Our effective income tax rate for 2018 was 15.0% compared to 26.8% for 2017. Our income tax rate typically differs from the federal statutory tax rate of 21% primarily due to federal and state tax credits. See “Note 9 - Income Taxes” to the consolidated financial statements in Item 8 of Part II of this report for additional information regarding income taxes.

Fluctuations in Quarterly Operating Results

We have historically experienced significant fluctuations in our quarterly operating results, including losses in the first quarter of each year, and expect such fluctuations to continue in the future. Our operating results may fluctuate due to a number of factors such as seasonality, wage limits on statutory payroll taxes, claims experience for workers’ compensation, demand for our services, and competition. Payroll taxes, as a component of cost of revenues, generally decline throughout a calendar year as the applicable statutory wage bases for federal and state unemployment taxes and Social Security taxes are exceeded on a per employee basis.

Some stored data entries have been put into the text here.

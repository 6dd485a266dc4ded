pub mod commands;

use clap::{Parser, Subcommand};
use std::process::ExitCode;

use commands::invoke::InvokeArgs;
use commands::poll::PollArgs;
use commands::render_html::RenderHtmlArgs;
use commands::webhook::WebhookCommand;

#[derive(Debug, Parser)]
#[command(
    name = "closelink",
    about = "Closelink operator CLI",
    long_about = "Inspect configuration, check Close credentials, run CRM operations, and manage webhook subscriptions.",
    after_help = "Examples:\n  closelink doctor --json\n  closelink invoke lead find --params '{\"filters\":{\"query\":\"acme\"}}'\n  closelink webhook subscribe --state state.json --object lead --actions created,status_change"
)]
pub struct Cli {
    #[command(subcommand)]
    command: Command,
}

#[derive(Debug, Subcommand)]
enum Command {
    #[command(
        about = "Inspect effective configuration values with source attribution and redaction"
    )]
    Config,
    #[command(about = "Validate config and check the Close credential")]
    Doctor {
        #[arg(long, help = "Emit machine-readable JSON output")]
        json: bool,
    },
    #[command(about = "Run one CRM operation, or a batch of them, and print the records")]
    Invoke(InvokeArgs),
    #[command(about = "Convert plain text to the HTML accepted by note bodies")]
    RenderHtml(RenderHtmlArgs),
    #[command(subcommand, about = "Manage the Close webhook subscription for a trigger")]
    Webhook(WebhookCommand),
    #[command(about = "Run one polling cycle for a trigger object")]
    Poll(PollArgs),
}

pub fn run() -> ExitCode {
    let cli = Cli::parse();

    let result = match cli.command {
        Command::Config => {
            commands::CommandResult { exit_code: 0, output: commands::config::run() }
        }
        Command::Doctor { json } => {
            commands::CommandResult { exit_code: 0, output: commands::doctor::run(json) }
        }
        Command::Invoke(args) => commands::invoke::run(args),
        Command::RenderHtml(args) => commands::render_html::run(args),
        Command::Webhook(command) => commands::webhook::run(command),
        Command::Poll(args) => commands::poll::run(args),
    };

    println!("{}", result.output);
    ExitCode::from(result.exit_code)
}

Our revenue levels may be higher in the third quarter due to the effect of increased business activity of our customers’ businesses in the agriculture, food processing and forest products-related industries. In addition, revenues in the fourth quarter may be reduced by many customers’ practice of operating on holiday-shortened schedules. Workers’ compensation expense varies with both the frequency and severity of workplace injury claims reported during a quarter and the estimated future costs of such claims. In addition, positive or adverse loss development of prior period claims during a subsequent quarter may also contribute to the volatility in the Company’s estimated workers’ compensation expense.

28


Liquidity and Capital Resources

The Company's cash balance of $273.3 million, which includes cash, cash equivalents, and restricted cash, increased $132.6 million for the twelve months ended December 31, 2019, compared to an increase of $20.5 million for the comparable period of 2018. The increase in cash at December 31, 2019 as compared to December 31, 2018 was primarily due to net income, increased accrued payroll, payroll taxes and related benefits, increased workers’ compensation claims liabilities, and proceeds from the sales and maturities of investments and restricted investments.

Net cash provided by operating activities in 2019 amounted to $77.1 million, compared to net cash provided of $69.8 million for the comparable period of 2018. In 2019, cash flow from operating activities was primarily provided by net income of $48.3 million, increased workers’ compensation claims liabilities of $25.5 million, and increase in accrued payroll, payroll taxes, and related benefits of $17.9 million, partially offset by increased trade accounts receivable of $12.0 million and decreased other accrued liabilities of $11.7 million.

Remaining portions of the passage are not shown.